Saturday, January 12, 2013

Java to Scala: Motivation

If you are a Java programmer and haven't heard about Scala already you might wonder if it is worth the effort learning. Here I show two examples that motivated me to switch from Java to Scala.

This first one I stole from somewhere ― I just can't remember where from, sigh ― and modified it slightly. It is a simple implementation of a class that stores the contact information (name and phone number) of a person.

public class Contact implements Serializable {
    private final String name;
    private final String phone;

    public Contact(String name, String phone) {
        this.name = name;
        this.phone = phone;
    }

    public String getName() {
        return name;
    }

    public String getPhone() {
        return phone;
    }

    public Contact withName(String name) {
        return new Contact(name, phone);
    }

    public Contact withPhone(String phone) {
        return new Contact(name, phone);
    }

    public boolean equals(Object o) {
        if (this == o)  return true;
        if (o == null || getClass() != o.getClass()) return false;
        
        Contact p = (Contact) o;
        if (name != null ? !name.equals(p.name) : p.name != null) {
            return false;
        }
        if (phone != null ? !phone.equals(p.phone) : p.phone != null) {
            return false;
        }
        return true;
    }

    public int hashCode() {
        int result = name != null ? name.hashCode() : 0;
        result = 31 * result + (phone != null ? phone.hashCode() : 0);
        return result;
    }

    public String toString() {
        return "Contact(" + name + "," + phone + ")";
    }
} 

There are no surprises or difficulties in it. Just a lot of boilerplate code. Any Java programmer will have written hundreds of classes similar to this one - most of them a lot more complex. With the Contact class one can create new contacts from scratch or use one of the copy constructors as shown below:

Contact stefanOffice = new Contact("Stefan", "62606");
Contact johnOffice   = new Contact("John", stefan.getPhone());
Contact stefanHome   = stefanOffice.withPhone("401251497");

These 20 plus lines of the the Contact class in Java boil down to a single line in Scala with essentially identical functionality:

case class Contact(name: String, phone: String)


val stefanOffice = Contact("Stefan", "62606")
val johnOffice   = Contact("John", stefan.phone)
val stefanHome   = stefanOffice.copy(phone = "401251497")

A case class in Scala provides default implementations for setters, getters, equality tests and copy constructors. In many cases they are sufficient and if not they can easily be overridden.

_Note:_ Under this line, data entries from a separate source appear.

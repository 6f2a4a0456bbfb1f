use axum::{extract::State, Json};
use axum_typed_multipart::{FieldData, TryFromMultipart, TypedMultipart};
use common::error::AppError;
use serde_json::{json, Value};
use tempfile::NamedTempFile;
use tracing::{info, warn};

use crate::api_state::ApiState;

#[derive(Debug, TryFromMultipart)]
pub struct UploadParams {
    #[form_data(limit = "10000000")]
    pub file: Option<FieldData<NamedTempFile>>,
}

/// Mirrors the ask contract: the response body is always a message string,
/// whether ingestion succeeded or not.
pub async fn upload(
    State(state): State<ApiState>,
    TypedMultipart(input): TypedMultipart<UploadParams>,
) -> Json<Value> {
    let Some(file) = input.file else {
        return Json(json!({ "message": "⚠️ No file uploaded." }));
    };

    let file_name = file
        .metadata
        .file_name
        .clone()
        .unwrap_or_else(|| "upload.txt".to_string());

    let message = match read_and_ingest(&state, &file_name, file).await {
        Ok(()) => format!("✅ File '{file_name}' added to the knowledge base."),
        Err(err) => {
            warn!(error = %err, file_name, "upload failed");
            format!("⚠️ Upload failed: {err}")
        }
    };

    Json(json!({ "message": message }))
}

async fn read_and_ingest(
    state: &ApiState,
    file_name: &str,
    file: FieldData<NamedTempFile>,
) -> Result<(), AppError> {
    let bytes = tokio::fs::read(file.contents.path()).await?;
    info!(file_name, bytes = bytes.len(), "received document upload");

    state.ingestion.add_document(file_name, bytes).await
}
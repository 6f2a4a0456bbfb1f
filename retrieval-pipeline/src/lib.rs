pub mod agent;
pub mod engine;
pub mod generation;
pub mod index;

/// Number of nearest documents concatenated into the generation context.
pub const CONTEXT_TOP_K: usize = 2;

pub use agent::QueryAgent;
pub use engine::{Document, RetrievalEngine};
pub use generation::GenerationClient;
use std::{
    collections::hash_map::DefaultHasher,
    hash::{Hash, Hasher},
    str::FromStr,
    sync::Arc,
};

use anyhow::{anyhow, Context, Result};
use async_openai::{config::OpenAIConfig, types::CreateEmbeddingRequestArgs, Client};
use fastembed::{EmbeddingModel, ModelTrait, TextEmbedding, TextInitOptions};
use serde::Deserialize;
use tokio::sync::Mutex;
use tracing::debug;

use crate::utils::config::AppConfig;

#[derive(Debug, Clone, Copy, Default, PartialEq, Eq, Deserialize)]
#[serde(rename_all = "lowercase")]
pub enum EmbeddingBackend {
    #[default]
    FastEmbed,
    OpenAI,
    Hashed,
}

/// Turns text into fixed-dimension vectors. Constructed once at startup and
/// shared by reference; the backing model is loaded a single time.
#[derive(Clone)]
pub struct EmbeddingProvider {
    inner: EmbeddingInner,
}

#[derive(Clone)]
enum EmbeddingInner {
    FastEmbed {
        model: Arc<Mutex<TextEmbedding>>,
        dimension: usize,
    },
    OpenAI {
        client: Arc<Client<OpenAIConfig>>,
        model: String,
        dimensions: u32,
    },
    Hashed {
        dimension: usize,
    },
}

impl EmbeddingProvider {
    pub async fn from_config(
        config: &AppConfig,
        openai_client: Option<Arc<Client<OpenAIConfig>>>,
    ) -> Result<Self> {
        match config.embedding_backend {
            EmbeddingBackend::FastEmbed => {
                Self::new_fastembed(config.embedding_model.clone()).await
            }
            EmbeddingBackend::Hashed => Self::new_hashed(config.embedding_dimensions as usize),
            EmbeddingBackend::OpenAI => {
                let client = openai_client.ok_or_else(|| {
                    anyhow!("the openai embedding backend requires an OpenAI client")
                })?;
                let model = config
                    .embedding_model
                    .clone()
                    .unwrap_or_else(|| "text-embedding-3-small".to_string());
                Ok(Self::new_openai(client, model, config.embedding_dimensions))
            }
        }
    }

    pub async fn new_fastembed(model_override: Option<String>) -> Result<Self> {
        let model_name = match model_override {
            Some(code) => EmbeddingModel::from_str(&code).map_err(|err| anyhow!(err))?,
            None => EmbeddingModel::default(),
        };

        let options = TextInitOptions::new(model_name.clone()).with_show_download_progress(true);

        let (model, dimension) = tokio::task::spawn_blocking(move || -> Result<_> {
            let model =
                TextEmbedding::try_new(options).context("initialising FastEmbed text model")?;
            let info = EmbeddingModel::get_model_info(&model_name)
                .ok_or_else(|| anyhow!("FastEmbed model metadata missing for {model_name}"))?;
            Ok((model, info.dim))
        })
        .await
        .context("joining FastEmbed initialisation task")??;

        debug!(dimension, "FastEmbed model initialised");

        Ok(EmbeddingProvider {
            inner: EmbeddingInner::FastEmbed {
                model: Arc::new(Mutex::new(model)),
                dimension,
            },
        })
    }

    pub fn new_openai(client: Arc<Client<OpenAIConfig>>, model: String, dimensions: u32) -> Self {
        EmbeddingProvider {
            inner: EmbeddingInner::OpenAI {
                client,
                model,
                dimensions,
            },
        }
    }

    pub fn new_hashed(dimension: usize) -> Result<Self> {
        Ok(EmbeddingProvider {
            inner: EmbeddingInner::Hashed {
                dimension: dimension.max(1),
            },
        })
    }

    pub fn backend_label(&self) -> &'static str {
        match self.inner {
            EmbeddingInner::FastEmbed { .. } => "fastembed",
            EmbeddingInner::OpenAI { .. } => "openai",
            EmbeddingInner::Hashed { .. } => "hashed",
        }
    }

    pub fn dimension(&self) -> usize {
        match &self.inner {
            EmbeddingInner::FastEmbed { dimension, .. } => *dimension,
            EmbeddingInner::OpenAI { dimensions, .. } => *dimensions as usize,
            EmbeddingInner::Hashed { dimension } => *dimension,
        }
    }

    pub async fn embed(&self, text: &str) -> Result<Vec<f32>> {
        self.embed_batch(vec![text.to_owned()])
            .await?
            .into_iter()
            .next()
            .ok_or_else(|| anyhow!("embedding backend returned no vector for input"))
    }

    pub async fn embed_batch(&self, texts: Vec<String>) -> Result<Vec<Vec<f32>>> {
        if texts.is_empty() {
            return Ok(Vec::new());
        }

        match &self.inner {
            EmbeddingInner::Hashed { dimension } => Ok(texts
                .iter()
                .map(|text| hashed_embedding(text, *dimension))
                .collect()),
            EmbeddingInner::FastEmbed { model, .. } => {
                let mut guard = model.lock().await;
                guard
                    .embed(texts, None)
                    .context("generating fastembed batch embeddings")
            }
            EmbeddingInner::OpenAI {
                client,
                model,
                dimensions,
            } => {
                let request = CreateEmbeddingRequestArgs::default()
                    .model(model.clone())
                    .input(texts)
                    .dimensions(*dimensions)
                    .build()?;

                let response = client.embeddings().create(request).await?;

                Ok(response
                    .data
                    .into_iter()
                    .map(|item| item.embedding)
                    .collect())
            }
        }
    }
}

/// Deterministic bag-of-words vector: tokens are hashed into buckets and the
/// result is unit-normalized. Offline stand-in for a real embedding model.
fn hashed_embedding(text: &str, dimension: usize) -> Vec<f32> {
    let dim = dimension.max(1);
    let mut vector = vec![0.0f32; dim];

    for token in text
        .split(|c: char| !c.is_ascii_alphanumeric())
        .filter(|token| !token.is_empty())
    {
        let mut hasher = DefaultHasher::new();
        token.to_ascii_lowercase().hash(&mut hasher);
        vector[(hasher.finish() as usize) % dim] += 1.0;
    }

    let norm = vector.iter().map(|v| v * v).sum::<f32>().sqrt();
    if norm > 0.0 {
        for value in &mut vector {
            *value /= norm;
        }
    }

    vector
}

While this example is a bit extreme with respect to the amount of code reduction (typically the factor is between two and five) it is not an unrealistic example. But I also wanted to demonstrate the benefits of Scala on a slightly more complex problem.

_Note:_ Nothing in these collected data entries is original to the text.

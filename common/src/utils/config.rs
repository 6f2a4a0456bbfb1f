use config::{Config, ConfigError, Environment, File};
use serde::Deserialize;

use crate::utils::embedding::EmbeddingBackend;

#[derive(Clone, Deserialize, Debug)]
pub struct AppConfig {
    pub groq_api_key: String,
    #[serde(default = "default_groq_model")]
    pub groq_model: String,
    #[serde(default = "default_groq_api_url")]
    pub groq_api_url: String,
    pub surrealdb_address: String,
    pub surrealdb_username: String,
    pub surrealdb_password: String,
    pub surrealdb_namespace: String,
    pub surrealdb_database: String,
    #[serde(default = "default_http_port")]
    pub http_port: u16,
    #[serde(default)]
    pub embedding_backend: EmbeddingBackend,
    #[serde(default)]
    pub embedding_model: Option<String>,
    #[serde(default = "default_embedding_dimensions")]
    pub embedding_dimensions: u32,
    #[serde(default)]
    pub openai_api_key: String,
    #[serde(default = "default_openai_base_url")]
    pub openai_base_url: String,
}

fn default_groq_model() -> String {
    "llama-3.1-8b-instant".to_string()
}

fn default_groq_api_url() -> String {
    "https://api.groq.com/openai/v1/chat/completions".to_string()
}

fn default_http_port() -> u16 {
    3000
}

fn default_embedding_dimensions() -> u32 {
    384
}

fn default_openai_base_url() -> String {
    "https://api.openai.com/v1".to_string()
}

pub fn get_config() -> Result<AppConfig, ConfigError> {
    let config = Config::builder()
        .add_source(File::with_name("config").required(false))
        .add_source(Environment::default())
        .build()?;

    config.try_deserialize()
}
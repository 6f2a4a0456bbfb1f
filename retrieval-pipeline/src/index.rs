use std::cmp::Ordering;

/// Brute-force exact nearest-neighbor structure over document embeddings,
/// using squared Euclidean distance.
///
/// The index is derived data: it is rebuilt wholesale from the document list
/// on every ingestion and never updated in place. The scan is exhaustive, so
/// search is exact, with no tuning parameters and no sampling.
#[derive(Debug, Clone, Default)]
pub struct FlatIndex {
    vectors: Vec<Vec<f32>>,
}

impl FlatIndex {
    pub fn build(vectors: Vec<Vec<f32>>) -> Self {
        Self { vectors }
    }

    pub fn len(&self) -> usize {
        self.vectors.len()
    }

    pub fn is_empty(&self) -> bool {
        self.vectors.is_empty()
    }

    /// Indices of the `top_k` vectors nearest to `query`, nearest first.
    ///
    /// The scan is exhaustive and ties break toward the lower insertion
    /// index, so results are deterministic for a fixed vector set.
    pub fn search(&self, query: &[f32], top_k: usize) -> Vec<usize> {
        let mut scored: Vec<(usize, f32)> = self
            .vectors
            .iter()
            .enumerate()
            .map(|(idx, vector)| (idx, squared_l2(query, vector)))
            .collect();

        scored.sort_by(|a, b| {
            a.1.partial_cmp(&b.1)
                .unwrap_or(Ordering::Equal)
                .then(a.0.cmp(&b.0))
        });
        scored.truncate(top_k);

        scored.into_iter().map(|(idx, _)| idx).collect()
    }
}

fn squared_l2(a: &[f32], b: &[f32]) -> f32 {
    a.iter()
        .zip(b.iter())
        .map(|(x, y)| {
            let diff = x - y;
            diff * diff
        })
        .sum()
}

#[cfg(test)]
mod tests {
    use super::*;

    #[test]
    fn test_search_returns_nearest_first() {
        let index = FlatIndex::build(vec![
            vec![10.0, 0.0],
            vec![0.0, 1.0],
            vec![0.0, 3.0],
        ]);

        let hits = index.search(&[0.0, 0.0], 2);
        assert_eq!(hits, vec![1, 2]);
    }

    #[test]
    fn test_search_caps_at_vector_count() {
        let index = FlatIndex::build(vec![vec![1.0], vec![2.0]]);

        let hits = index.search(&[0.0], 10);
        assert_eq!(hits, vec![0, 1]);
    }

    #[test]
    fn test_search_on_empty_index_returns_nothing() {
        let index = FlatIndex::default();

        assert!(index.search(&[1.0, 2.0], 2).is_empty());
        assert!(index.is_empty());
    }

    #[test]
    fn test_equidistant_ties_break_by_insertion_order() {
        let index = FlatIndex::build(vec![
            vec![1.0, 0.0],
            vec![-1.0, 0.0],
            vec![0.0, 1.0],
        ]);

        // All three are distance 1 from the origin.
        let hits = index.search(&[0.0, 0.0], 3);
        assert_eq!(hits, vec![0, 1, 2]);
    }
}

We are going to look at some code that generates an index of over keywords. For instance, let's say we have the keywords "Apple", "Ananas", "Mango", "Banana", "Blackberry" and we would like to have an alphabetically sorted index that lists the keywords (again alphabetically sorted) starting with the same letter:

A: Ananas, Apple
B: Banana, Blackberry
M: Mango

Not very challenging; should be easy. Well, here comes the Java implementation and as you can see it is far from elegant:

import java.util.*;

public class Index {    
  public static void main(String[] args) {
    List<String> keywords = 
       Arrays.asList("Apple", "Ananas", "Mango", "Banana", "Blackberry"); 
    Map<Character, List<String>> ch2words = new TreeMap<>(); 
    for(String keyword : keywords) {   
      char firstChar = keyword.charAt(0);     
      if(!ch2words.containsKey(firstChar))      
        ch2words.put(firstChar, new ArrayList<String>());       
      ch2words.get(firstChar).add(keyword); 
    } 
    
    for(List<String> list : ch2words.values()) 
      Collections.sort(list); 
      
    StringBuilder str = new StringBuilder();  
    for(Character firstChar : ch2words.keySet()) {
      str.append(firstChar+": ");
      Iterator<String> words = ch2words.get(firstChar).iterator(); 
      while(words.hasNext()) {
        str.append(words.next());  
        str.append(words.hasNext() ? ", " : "\n");  
      }
    }
    System.out.print(str);      
  }
}

We take the keywords and put them into a TreeMap to map the first letter to the list of words. I chose a TreeMap to have the map entries automatically sorted according to the first character. We then need to sort the keywords in each of the entries of the TreeMap and finally use a StringBuilder to write the formatted index to a String.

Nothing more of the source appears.